# How to test Ballast with DMM?



## jbfan (Jul 1, 2004)

you are not going to be able to test the ballast.
The meter does not have a high enough voltage range.
Replace the ballast and be done.


----------



## dmxtothemax (Oct 26, 2010)

You cannot test an electronic ballast with a digital multi meter !
You can however test a transformer type ballast.
And even thats not 100% accurate.

If you do try to test it, then the high voltage start pulses, which are many thousands
of volts, will destroy your meter quick smart!


----------



## Iconoclast62000 (Jun 9, 2014)

Thanks to JBfan for telling me it cannot be done.
Thanks to dmxtothemax for telling my why.

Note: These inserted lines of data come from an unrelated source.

//! Client configuration.

use std::time::Duration;

pub const DEFAULT_URL: &str = "ws://127.0.0.1:3001/ws";
pub const DEFAULT_RECONNECT_DELAY_SECS: u64 = 5;
pub const DEFAULT_HANDSHAKE_TIMEOUT_SECS: u64 = 10;

#[derive(Debug, Clone, PartialEq, Eq)]
pub struct ClientConfig {
    /// Relay URL
    pub url: String,
    /// Fixed delay before every reconnect attempt (no backoff, no cap)
    pub reconnect_delay: Duration,
    /// Time allowed between opening the transport and receiving `init`
    pub handshake_timeout: Duration,
}

impl ClientConfig {
    pub fn new(url: impl Into<String>) -> Self {
        Self {
            url: url.into(),
            ..Self::default()
        }
    }

    pub fn with_reconnect_delay(mut self, reconnect_delay: Duration) -> Self {
        self.reconnect_delay = reconnect_delay;
        self
    }

    pub fn with_handshake_timeout(mut self, handshake_timeout: Duration) -> Self {
        self.handshake_timeout = handshake_timeout;
        self
    }
}

impl Default for ClientConfig {
    fn default() -> Self {
        Self {
            url: DEFAULT_URL.to_string(),
            reconnect_delay: Duration::from_secs(DEFAULT_RECONNECT_DELAY_SECS),
            handshake_timeout: Duration::from_secs(DEFAULT_HANDSHAKE_TIMEOUT_SECS),
        }
    }
}
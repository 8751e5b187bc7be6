//! ドメイン層のエラー型

use thiserror::Error;

/// 値オブジェクトの生成エラー
#[derive(Debug, Clone, PartialEq, Eq, Error)]
pub enum ValueObjectError {
    #[error("user id must not be empty")]
    EmptyUserId,

    #[error("display name must not be empty")]
    EmptyDisplayName,

    #[error("message content must not be empty")]
    EmptyMessageContent,

    #[error("message content is too long ({len} chars, max {max})")]
    MessageContentTooLong { len: usize, max: usize },
}

/// 接続レジストリ集約のエラー
#[derive(Debug, Clone, PartialEq, Eq, Error)]
pub enum DomainError {
    /// Identity プールに空きがない
    #[error("identity pool exhausted")]
    PoolExhausted,

    /// 同じ接続ハンドルが既に登録されている
    #[error("connection '{0}' is already registered")]
    DuplicateConnection(String),
}

/// Repository のエラー
#[derive(Debug, Clone, PartialEq, Eq, Error)]
pub enum RepositoryError {
    #[error("identity pool exhausted")]
    PoolExhausted,

    #[error("connection '{0}' is already registered")]
    DuplicateConnection(String),
}

impl From<DomainError> for RepositoryError {
    fn from(err: DomainError) -> Self {
        match err {
            DomainError::PoolExhausted => Self::PoolExhausted,
            DomainError::DuplicateConnection(id) => Self::DuplicateConnection(id),
        }
    }
}

/// MessagePusher のエラー
#[derive(Debug, Clone, PartialEq, Eq, Error)]
pub enum MessagePushError {
    #[error("connection '{0}' not found")]
    ClientNotFound(String),

    #[error("outbound channel of connection '{0}' is closed")]
    ChannelClosed(String),

    #[error("outbound buffer of connection '{0}' is full")]
    BufferFull(String),
}
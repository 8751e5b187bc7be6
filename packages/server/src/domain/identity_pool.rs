//! Identity プール
//!
//! 固定長・順序付きの Identity の集合から、接続ごとに 1 つを貸し出します。
//! 返却された Identity はフリーリストに戻り、次の接続では最も小さい
//! インデックスの空きから割り当てられます。接続中の 2 つのセッションが
//! 同じ Identity を持つことはありません。

use std::collections::BTreeSet;

use super::{
    entity::Identity,
    error::DomainError,
    value_object::{DisplayName, UserId},
};

/// 既定のプール（`user1`/Alice, `user2`/Bob, `user3`/Charlie）の表示名
const REFERENCE_NAMES: [&str; 3] = ["Alice", "Bob", "Charlie"];

/// 固定長の Identity プール
#[derive(Debug, Clone)]
pub struct IdentityPool {
    entries: Vec<Identity>,
    /// 未割り当てのインデックス
    free: BTreeSet<usize>,
}

impl IdentityPool {
    /// 与えられた順序の Identity でプールを作成
    pub fn new(entries: Vec<Identity>) -> Self {
        let free = (0..entries.len()).collect();
        Self { entries, free }
    }

    /// 既定の 3 件のプール
    pub fn reference() -> Self {
        Self::with_size(REFERENCE_NAMES.len())
    }

    /// `size` 件のプールを作成
    ///
    /// 先頭 3 件は Alice, Bob, Charlie。それ以降は `userN` / `User N`。
    pub fn with_size(size: usize) -> Self {
        let entries = (1..=size)
            .filter_map(|n| {
                let name = REFERENCE_NAMES
                    .get(n - 1)
                    .map(|name| name.to_string())
                    .unwrap_or_else(|| format!("User {}", n));
                // 生成した ID・表示名は常に空でない
                let id = UserId::new(format!("user{}", n)).ok()?;
                let name = DisplayName::new(name).ok()?;
                Some(Identity::new(id, name))
            })
            .collect();
        Self::new(entries)
    }

    /// 最も小さいインデックスの空き Identity を割り当てる
    pub fn assign(&mut self) -> Result<Identity, DomainError> {
        let index = self.free.pop_first().ok_or(DomainError::PoolExhausted)?;
        Ok(self.entries[index].clone())
    }

    /// Identity をプールに返却する
    ///
    /// プールに属さない、または貸し出されていない Identity の場合は何もせず `false` を返す。
    pub fn release(&mut self, identity: &Identity) -> bool {
        match self.entries.iter().position(|entry| entry == identity) {
            Some(index) => self.free.insert(index),
            None => false,
        }
    }

    /// プールの総数
    pub fn capacity(&self) -> usize {
        self.entries.len()
    }

    /// 貸し出し中の件数
    pub fn assigned(&self) -> usize {
        self.entries.len() - self.free.len()
    }
}

impl Default for IdentityPool {
    fn default() -> Self {
        Self::reference()
    }
}

#[cfg(test)]
mod tests {
    use super::*;

    #[test]
    fn test_reference_pool_assigns_in_arrival_order() {
        // テスト項目: 既定のプールは到着順に user1, user2, user3 を割り当てる
        // given (前提条件):
        let mut pool = IdentityPool::reference();

        // when (操作):
        let first = pool.assign().unwrap();
        let second = pool.assign().unwrap();
        let third = pool.assign().unwrap();

        // then (期待する結果):
        assert_eq!(first.id.as_str(), "user1");
        assert_eq!(first.name.as_str(), "Alice");
        assert_eq!(second.id.as_str(), "user2");
        assert_eq!(second.name.as_str(), "Bob");
        assert_eq!(third.id.as_str(), "user3");
        assert_eq!(third.name.as_str(), "Charlie");
    }

    #[test]
    fn test_assign_fails_when_exhausted() {
        // テスト項目: プールが空になると PoolExhausted が返される
        // given (前提条件):
        let mut pool = IdentityPool::with_size(1);
        pool.assign().unwrap();

        // when (操作):
        let result = pool.assign();

        // then (期待する結果):
        assert_eq!(result, Err(DomainError::PoolExhausted));
        assert_eq!(pool.assigned(), 1);
    }

    #[test]
    fn test_released_identity_is_reused_before_later_entries() {
        // テスト項目: 途中で返却された Identity が、後続のエントリより先に再利用される
        // given (前提条件):
        let mut pool = IdentityPool::reference();
        let alice = pool.assign().unwrap();
        let _bob = pool.assign().unwrap();
        let _charlie = pool.assign().unwrap();

        // when (操作): Alice が切断し、新しい接続が来る
        assert!(pool.release(&alice));
        let next = pool.assign().unwrap();

        // then (期待する結果): 接続中の Charlie と重複せず、Alice が再割り当てされる
        assert_eq!(next, alice);
    }

    #[test]
    fn test_release_unknown_or_free_identity_is_noop() {
        // テスト項目: 貸し出されていない Identity の返却は何もしない
        // given (前提条件):
        let mut pool = IdentityPool::reference();
        let foreign = Identity::new(
            UserId::new("someone".to_string()).unwrap(),
            DisplayName::new("Someone".to_string()).unwrap(),
        );
        let alice = pool.assign().unwrap();
        pool.release(&alice);

        // when (操作):
        let foreign_released = pool.release(&foreign);
        let double_released = pool.release(&alice);

        // then (期待する結果):
        assert!(!foreign_released);
        assert!(!double_released);
        assert_eq!(pool.assigned(), 0);
    }

    #[test]
    fn test_with_size_extends_beyond_reference_names() {
        // テスト項目: 既定の 3 件を超えるプールは userN / User N で補われる
        // given (前提条件):
        let mut pool = IdentityPool::with_size(5);

        // when (操作):
        let identities: Vec<Identity> = (0..5).map(|_| pool.assign().unwrap()).collect();

        // then (期待する結果):
        assert_eq!(pool.capacity(), 5);
        assert_eq!(identities[3].id.as_str(), "user4");
        assert_eq!(identities[3].name.as_str(), "User 4");
        assert_eq!(identities[4].id.as_str(), "user5");
    }

    #[test]
    fn test_zero_sized_pool_refuses_everything() {
        // テスト項目: 容量 0 のプールは常に PoolExhausted を返す
        // given (前提条件):
        let mut pool = IdentityPool::with_size(0);

        // when (操作):
        let result = pool.assign();

        // then (期待する結果):
        assert_eq!(result, Err(DomainError::PoolExhausted));
    }
}
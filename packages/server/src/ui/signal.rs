//! Shutdown signal handling.

/// Resolves on Ctrl+C (SIGINT) or SIGTERM.
pub async fn shutdown_signal() {
    let ctrl_c = async {
        if let Err(e) = tokio::signal::ctrl_c().await {
            tracing::error!("Failed to install Ctrl+C handler: {}", e);
            std::future::pending::<()>().await;
        }
    };

    #[cfg(unix)]
    let terminate = async {
        use tokio::signal::unix::{SignalKind, signal};

        match signal(SignalKind::terminate()) {
            Ok(mut sigterm) => {
                sigterm.recv().await;
            }
            Err(e) => {
                tracing::error!("Failed to install SIGTERM handler: {}", e);
                std::future::pending::<()>().await;
            }
        }
    };

    #[cfg(not(unix))]
    let terminate = std::future::pending::<()>();

    tokio::select! {
        _ = ctrl_c => tracing::info!("Received Ctrl+C, shutting down"),
        _ = terminate => tracing::info!("Received SIGTERM, shutting down"),
    }
}
//! Conversion logic between DTOs and domain entities.

use crate::domain::{ChatMessage, Identity, Session};
use crate::infrastructure::dto::{
    http::SessionDto,
    websocket::{ChatEventDto, ServerEvent, UserDto},
};

// ========================================
// Domain Entity → DTO
// ========================================

impl From<&Identity> for UserDto {
    fn from(identity: &Identity) -> Self {
        Self {
            id: identity.id.as_str().to_string(),
            name: identity.name.as_str().to_string(),
        }
    }
}

impl From<&ChatMessage> for ChatEventDto {
    fn from(message: &ChatMessage) -> Self {
        Self {
            sender_id: message.sender.id.as_str().to_string(),
            sender_name: message.sender.name.as_str().to_string(),
            content: message.content.as_str().to_string(),
            timestamp: message.timestamp.to_iso8601(),
        }
    }
}

impl From<&Session> for SessionDto {
    fn from(session: &Session) -> Self {
        Self {
            connection_id: session.connection_id.to_string(),
            user: UserDto::from(&session.identity),
            connected_at: session.connected_at.to_iso8601(),
        }
    }
}

impl ServerEvent {
    pub fn init(identity: &Identity) -> Self {
        Self::Init {
            user: identity.into(),
        }
    }

    pub fn roster(identities: &[Identity]) -> Self {
        Self::Users {
            users: identities.iter().map(UserDto::from).collect(),
        }
    }

    pub fn chat(message: &ChatMessage) -> Self {
        Self::Chat(message.into())
    }
}
//! エンティティ

use super::value_object::{ConnectionId, DisplayName, MessageContent, Timestamp, UserId};

/// セッションが他のセッションから識別される `{id, name}` の組
///
/// 一度割り当てられたら変更されない。
#[derive(Debug, Clone, PartialEq, Eq, Hash)]
pub struct Identity {
    pub id: UserId,
    pub name: DisplayName,
}

impl Identity {
    pub fn new(id: UserId, name: DisplayName) -> Self {
        Self { id, name }
    }
}

/// 接続ハンドルと割り当て済み Identity の対応
///
/// 接続レジストリだけが所有する。
#[derive(Debug, Clone, PartialEq, Eq)]
pub struct Session {
    pub connection_id: ConnectionId,
    pub identity: Identity,
    pub connected_at: Timestamp,
}

impl Session {
    pub fn new(connection_id: ConnectionId, identity: Identity, connected_at: Timestamp) -> Self {
        Self {
            connection_id,
            identity,
            connected_at,
        }
    }
}

/// 送信時に構築されるチャットメッセージ
///
/// 送信者とタイムスタンプはサーバーが決定する。
#[derive(Debug, Clone, PartialEq, Eq)]
pub struct ChatMessage {
    pub sender: Identity,
    pub content: MessageContent,
    pub timestamp: Timestamp,
}

impl ChatMessage {
    pub fn new(sender: Identity, content: MessageContent, timestamp: Timestamp) -> Self {
        Self {
            sender,
            content,
            timestamp,
        }
    }
}
//! HTTP API endpoint handlers.

use std::sync::Arc;

use axum::{Json, extract::State};

use crate::{
    infrastructure::dto::http::{SessionDto, SessionListDto},
    ui::state::AppState,
};

/// Health check endpoint
pub async fn health_check() -> Json<serde_json::Value> {
    Json(serde_json::json!({"status": "ok"}))
}

/// Live sessions in arrival order
pub async fn list_sessions(State(state): State<Arc<AppState>>) -> Json<SessionListDto> {
    let listing = state.list_sessions_usecase.execute().await;

    // Domain Model から DTO への変換
    Json(SessionListDto {
        sessions: listing.sessions.iter().map(SessionDto::from).collect(),
        capacity: listing.capacity,
    })
}
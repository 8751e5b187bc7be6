//! Server state shared by the handlers.

use std::{sync::Arc, time::Duration};

use crate::usecase::{
    ConnectSessionUseCase, DisconnectSessionUseCase, ListSessionsUseCase, SendChatUseCase,
};

/// Shared application state
pub struct AppState {
    /// ConnectSessionUseCase（セッション接続のユースケース）
    pub connect_session_usecase: Arc<ConnectSessionUseCase>,
    /// DisconnectSessionUseCase（セッション切断のユースケース）
    pub disconnect_session_usecase: Arc<DisconnectSessionUseCase>,
    /// SendChatUseCase（チャット送信のユースケース）
    pub send_chat_usecase: Arc<SendChatUseCase>,
    /// ListSessionsUseCase（セッション一覧取得のユースケース）
    pub list_sessions_usecase: Arc<ListSessionsUseCase>,
    /// 接続ごとの送信キューの容量
    pub outbound_buffer: usize,
    /// ソケットへの 1 回の書き込みのタイムアウト
    pub write_timeout: Duration,
}
//! Data Transfer Objects (DTOs) for the relay.
//!
//! DTOs are organized by protocol:
//! - `websocket`: WebSocket event DTOs
//! - `http`: HTTP API response DTOs

pub mod conversion;
pub mod http;
pub mod websocket;
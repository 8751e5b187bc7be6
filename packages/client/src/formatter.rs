//! Message formatting utilities for client display.

use hiroba_shared::time::iso8601_to_jst_display;

use crate::domain::{
    ChatEntry, ConnectionState, Contact, Conversation, DeliveryStatus, Inbox, Presence,
};

const RULE: &str = "============================================================";
const THIN_RULE: &str = "------------------------------------------------------------";

/// Message formatter for client display
pub struct MessageFormatter;

impl MessageFormatter {
    /// Format the connection status line
    ///
    /// # Arguments
    ///
    /// * `state` - Current connection state
    /// * `queued` - Number of chats waiting in the offline queue
    pub fn format_status(state: ConnectionState, queued: usize) -> String {
        let label = match state {
            ConnectionState::Disconnected => {
                format!("{}, reconnecting automatically", state)
            }
            _ => state.to_string(),
        };
        if queued == 0 {
            format!("[status] {}", label)
        } else {
            format!("[status] {} ({} queued)", label, queued)
        }
    }

    /// Format the identity assigned by the relay
    pub fn format_identified(me: &Contact) -> String {
        format!("\nYou are {} ({})\n", me.name, me.id)
    }

    /// Format a roster update
    pub fn format_contacts(contacts: &[Contact]) -> String {
        let mut output = String::new();
        output.push_str(&format!("\n{}\nOnline:\n", RULE));

        if contacts.is_empty() {
            output.push_str("(No one else is here)\n");
        } else {
            for contact in contacts {
                output.push_str(&format!("{} ({})\n", contact.name, contact.id));
            }
        }

        output.push_str(RULE);
        output.push('\n');
        output
    }

    /// Format contacts and conversations with unread counts
    pub fn format_inbox(inbox: &Inbox) -> String {
        let mut output = String::new();
        output.push_str(&format!("\n{}\nContacts:\n", RULE));

        let mut listed = Vec::new();
        for contact in inbox.contacts() {
            output.push_str(&Self::format_contact_line(
                contact,
                inbox.unread_count(&contact.id),
                inbox.active() == Some(contact.id.as_str()),
            ));
            listed.push(contact.id.as_str());
        }
        for conversation in inbox.conversations() {
            if !listed.contains(&conversation.contact.id.as_str()) {
                output.push_str(&Self::format_contact_line(
                    &conversation.contact,
                    conversation.unread_count,
                    inbox.active() == Some(conversation.contact.id.as_str()),
                ));
            }
        }
        if inbox.contacts().is_empty() && inbox.conversations().next().is_none() {
            output.push_str("(No contacts)\n");
        }

        output.push_str(&format!("unread: {}\n{}\n", inbox.total_unread(), RULE));
        output
    }

    fn format_contact_line(contact: &Contact, unread: usize, active: bool) -> String {
        let marker = if active { "*" } else { " " };
        let presence = match contact.presence {
            Presence::Online => "online".to_string(),
            Presence::Offline => format!(
                "last seen {}",
                iso8601_to_jst_display(&contact.last_seen)
            ),
        };
        let unread = if unread > 0 {
            format!(" [{} unread]", unread)
        } else {
            String::new()
        };
        format!(
            "{} {} ({}) - {}{}\n",
            marker, contact.name, contact.id, presence, unread
        )
    }

    /// Format the history of a conversation
    pub fn format_conversation(conversation: &Conversation) -> String {
        let mut output = String::new();
        output.push_str(&format!(
            "\n{}\nConversation with {} ({})\n",
            RULE, conversation.contact.name, conversation.contact.id
        ));

        if conversation.messages.is_empty() {
            output.push_str("(No messages)\n");
        }
        for message in &conversation.messages {
            output.push_str(&format!(
                "[{}] {}: {} ({})\n",
                iso8601_to_jst_display(&message.timestamp),
                message.sender_name,
                message.content,
                Self::status_label(message.status)
            ));
        }

        output.push_str(RULE);
        output.push('\n');
        output
    }

    /// Format a received chat message
    pub fn format_chat_message(message: &ChatEntry) -> String {
        format!(
            "\n\n{}\n@{}: {}\nsent at {}\n{}\n",
            THIN_RULE,
            message.sender_name,
            message.content,
            iso8601_to_jst_display(&message.timestamp),
            THIN_RULE
        )
    }

    /// Format a confirmation message after sending
    pub fn format_sent_confirmation(message: &ChatEntry) -> String {
        format!(
            "sent at {}\n",
            iso8601_to_jst_display(&message.timestamp)
        )
    }

    fn status_label(status: DeliveryStatus) -> &'static str {
        match status {
            DeliveryStatus::Sent => "sent",
            DeliveryStatus::Delivered => "delivered",
            DeliveryStatus::Read => "read",
        }
    }
}
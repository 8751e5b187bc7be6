//! HTTP API response DTOs.

use serde::{Deserialize, Serialize};

use super::websocket::UserDto;

/// Live session as reported by `GET /api/sessions`
#[derive(Debug, Clone, PartialEq, Eq, Serialize, Deserialize)]
#[serde(rename_all = "camelCase")]
pub struct SessionDto {
    pub connection_id: String,
    pub user: UserDto,
    /// ISO-8601
    pub connected_at: String,
}

/// Response of `GET /api/sessions`
#[derive(Debug, Clone, PartialEq, Eq, Serialize, Deserialize)]
pub struct SessionListDto {
    pub sessions: Vec<SessionDto>,
    pub capacity: usize,
}
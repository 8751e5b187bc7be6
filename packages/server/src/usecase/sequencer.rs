//! Broadcast sequencer.
//!
//! Registry mutation, the snapshot taken after it and the resulting pushes
//! must not interleave with another submission. Holding a [`Turn`] serializes
//! them. Pushes never block (`try_send`), so a turn is always short.

use tokio::sync::{Mutex, MutexGuard};

/// 配信の直列化ポイント
#[derive(Debug, Default)]
pub struct Sequencer {
    gate: Mutex<()>,
}

/// 順番を保持している間、他の配信は待たされる
#[derive(Debug)]
pub struct Turn<'a> {
    _guard: MutexGuard<'a, ()>,
}

impl Sequencer {
    pub fn new() -> Self {
        Self::default()
    }

    /// 順番を取得（FIFO）
    pub async fn turn(&self) -> Turn<'_> {
        Turn {
            _guard: self.gate.lock().await,
        }
    }
}
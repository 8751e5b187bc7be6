//! UseCase: セッション切断処理
//!
//! ## テスト実装の作業記録
//!
//! ### 何をテストしているか
//! - DisconnectSessionUseCase::execute() メソッド
//! - セッションの削除と、残りのセッションへのロスター通知
//!
//! ### どのような状況を想定しているか
//! - 正常系：接続中のセッションの切断
//! - エッジケース：既に削除済みの接続の切断（冪等性）

use std::sync::Arc;

use crate::domain::{ConnectionId, ConnectionRepository, MessagePusher, Session};

use super::{broadcast::BroadcastEngine, error::BroadcastError};

/// セッション切断のユースケース
pub struct DisconnectSessionUseCase {
    repository: Arc<dyn ConnectionRepository>,
    message_pusher: Arc<dyn MessagePusher>,
    broadcast_engine: Arc<BroadcastEngine>,
}

impl DisconnectSessionUseCase {
    pub fn new(
        repository: Arc<dyn ConnectionRepository>,
        message_pusher: Arc<dyn MessagePusher>,
        broadcast_engine: Arc<BroadcastEngine>,
    ) -> Self {
        Self {
            repository,
            message_pusher,
            broadcast_engine,
        }
    }

    /// セッション切断を実行
    ///
    /// # Returns
    ///
    /// * `Ok(Some(Session))` - 削除したセッション（残りのセッションへロスターを通知済み）
    /// * `Ok(None)` - 未登録の接続（何もしない）
    pub async fn execute(
        &self,
        connection_id: &ConnectionId,
    ) -> Result<Option<Session>, BroadcastError> {
        let turn = self.broadcast_engine.turn().await;

        self.message_pusher.unregister_client(connection_id).await;
        let Some(session) = self.repository.remove(connection_id).await else {
            return Ok(None);
        };

        self.broadcast_engine.announce_roster(&turn).await?;

        Ok(Some(session))
    }
}

#[cfg(test)]
mod tests {
    use super::*;
    use crate::{
        domain::{ConnectionIdFactory, ConnectionRegistry, IdentityPool, Timestamp},
        infrastructure::{
            dto::websocket::ServerEvent, message_pusher::WebSocketMessagePusher,
            repository::InMemoryConnectionRepository,
        },
    };
    use tokio::sync::{Mutex, mpsc};

    #[tokio::test]
    async fn test_disconnect_announces_roster_to_remaining_sessions() {
        // テスト項目: 切断後、残りのセッションに新しいロスターが届く
        // given (前提条件):
        let registry = Arc::new(Mutex::new(ConnectionRegistry::new(IdentityPool::reference())));
        let repository = Arc::new(InMemoryConnectionRepository::new(registry));
        let pusher = Arc::new(WebSocketMessagePusher::new());
        let engine = Arc::new(BroadcastEngine::new(repository.clone(), pusher.clone()));
        let usecase = DisconnectSessionUseCase::new(repository.clone(), pusher.clone(), engine);

        let alice = repository
            .admit(ConnectionIdFactory::generate(), Timestamp::new(1))
            .await
            .unwrap();
        let bob = repository
            .admit(ConnectionIdFactory::generate(), Timestamp::new(2))
            .await
            .unwrap();
        let (tx_alice, mut rx_alice) = mpsc::channel(4);
        let (tx_bob, mut rx_bob) = mpsc::channel(4);
        pusher.register_client(alice.connection_id.clone(), tx_alice).await;
        pusher.register_client(bob.connection_id.clone(), tx_bob).await;

        // when (操作):
        let removed = usecase.execute(&bob.connection_id).await.unwrap();

        // then (期待する結果):
        assert_eq!(removed, Some(bob));
        assert_eq!(
            ServerEvent::parse(&rx_alice.recv().await.unwrap()),
            Some(ServerEvent::roster(&[]))
        );
        // 切断したセッションの送信キューは閉じられる
        assert_eq!(rx_bob.recv().await, None);
        assert_eq!(repository.count().await, 1);
    }

    #[tokio::test]
    async fn test_disconnect_unknown_connection_is_noop() {
        // テスト項目: 未登録の接続の切断は何もしない（冪等性）
        // given (前提条件):
        let registry = Arc::new(Mutex::new(ConnectionRegistry::default()));
        let repository = Arc::new(InMemoryConnectionRepository::new(registry));
        let mut pusher = crate::domain::MockMessagePusher::new();
        pusher.expect_unregister_client().times(1).returning(|_| ());
        pusher.expect_push_to().never();
        let pusher = Arc::new(pusher);
        let engine = Arc::new(BroadcastEngine::new(repository.clone(), pusher.clone()));
        let usecase = DisconnectSessionUseCase::new(repository, pusher, engine);

        // when (操作):
        let result = usecase.execute(&ConnectionIdFactory::generate()).await;

        // then (期待する結果):
        assert!(matches!(result, Ok(None)));
    }
}
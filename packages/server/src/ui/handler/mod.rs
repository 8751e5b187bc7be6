//! HTTP and WebSocket handlers.

mod http;
mod websocket;

pub use http::{health_check, list_sessions};
pub use websocket::websocket_handler;
//! Infrastructure 層
//!
//! - `dto`: ワイヤーフォーマット（WebSocket / HTTP）
//! - `message_pusher`: `MessagePusher` trait の実装
//! - `repository`: `ConnectionRepository` trait の実装

pub mod dto;
pub mod message_pusher;
pub mod repository;
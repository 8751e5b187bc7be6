//! 接続ごとのセッション状態機械
//!
//! ```text
//! Connecting --Admitted--> Active --ChatReceived/MalformedReceived--> Active
//!     |                      |
//!     +--Refused/Closed--> Closed <--TransportClosed--+
//! ```
//!
//! 状態機械は副作用を持たず、入力に対して実行すべき [`SessionAction`] を返します。
//! 実際の送信や登録解除は UI 層のハンドラがユースケースを通して行います。

use super::value_object::MessageContent;

/// セッションのライフサイクル
#[derive(Debug, Clone, Copy, PartialEq, Eq)]
pub enum SessionPhase {
    Connecting,
    Active,
    Closed,
}

/// 状態機械への入力
#[derive(Debug, Clone, PartialEq, Eq)]
pub enum SessionInput {
    /// ハンドシェイクと Identity の割り当てが完了した
    Admitted,
    /// Identity プールの枯渇などで受け入れを拒否された
    Refused,
    /// 正しい形式のチャットペイロードを受信した
    ChatReceived(MessageContent),
    /// 解析できない、または未知の `type` のペイロードを受信した
    MalformedReceived(String),
    /// トランスポートが閉じた（正常終了・エラーを問わない）
    TransportClosed,
}

/// 入力に対して実行すべき処理
#[derive(Debug, Clone, PartialEq, Eq)]
pub enum SessionAction {
    /// 何もしない
    None,
    /// 送信者を除く全セッションへチャットをブロードキャストする
    BroadcastChat(MessageContent),
    /// ログに残して破棄する
    Ignore(String),
    /// ハンドシェイク完了イベントを送らずに接続を閉じる
    Close,
    /// レジストリから削除し、新しいロスターを残りのセッションへ通知する
    Teardown,
}

/// セッション状態機械
#[derive(Debug, Clone)]
pub struct SessionMachine {
    phase: SessionPhase,
}

impl SessionMachine {
    pub fn new() -> Self {
        Self {
            phase: SessionPhase::Connecting,
        }
    }

    pub fn phase(&self) -> SessionPhase {
        self.phase
    }

    /// 入力を適用し、実行すべき処理を返す
    pub fn handle(&mut self, input: SessionInput) -> SessionAction {
        use SessionInput as I;
        use SessionPhase as P;

        match (self.phase, input) {
            (P::Connecting, I::Admitted) => {
                self.phase = P::Active;
                SessionAction::None
            }
            (P::Connecting, I::Refused) => {
                self.phase = P::Closed;
                SessionAction::Close
            }
            // ハンドシェイク前の切断: レジストリには何も残っていない
            (P::Connecting, I::TransportClosed) => {
                self.phase = P::Closed;
                SessionAction::None
            }
            (P::Connecting, I::ChatReceived(_) | I::MalformedReceived(_)) => {
                SessionAction::Ignore("payload received before handshake completed".to_string())
            }

            (P::Active, I::ChatReceived(content)) => SessionAction::BroadcastChat(content),
            (P::Active, I::MalformedReceived(reason)) => SessionAction::Ignore(reason),
            (P::Active, I::TransportClosed) => {
                self.phase = P::Closed;
                SessionAction::Teardown
            }
            (P::Active, I::Admitted | I::Refused) => {
                SessionAction::Ignore("session is already active".to_string())
            }

            (P::Closed, _) => SessionAction::None,
        }
    }
}

impl Default for SessionMachine {
    fn default() -> Self {
        Self::new()
    }
}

I replaced the ballast & light works fine now. It had failed to turn on most of the time but, occasionally, as I researched repair, tests, etc. It would turn on just fine. When on, no flicker & would stay on for days till I forget & turned switch off & then refused to come back on. Turing the switch on & off many times would not help. The fact that it could turn on (rarely) just fine made me unsure it was the ballast.


I’ll have to find other uses for my new DMM. <GRIN>


----------



## jschaben (Mar 31, 2010)

Iconoclast62000 said:


> I’ll have to find other uses for my new DMM. <GRIN>


I'm sure you will.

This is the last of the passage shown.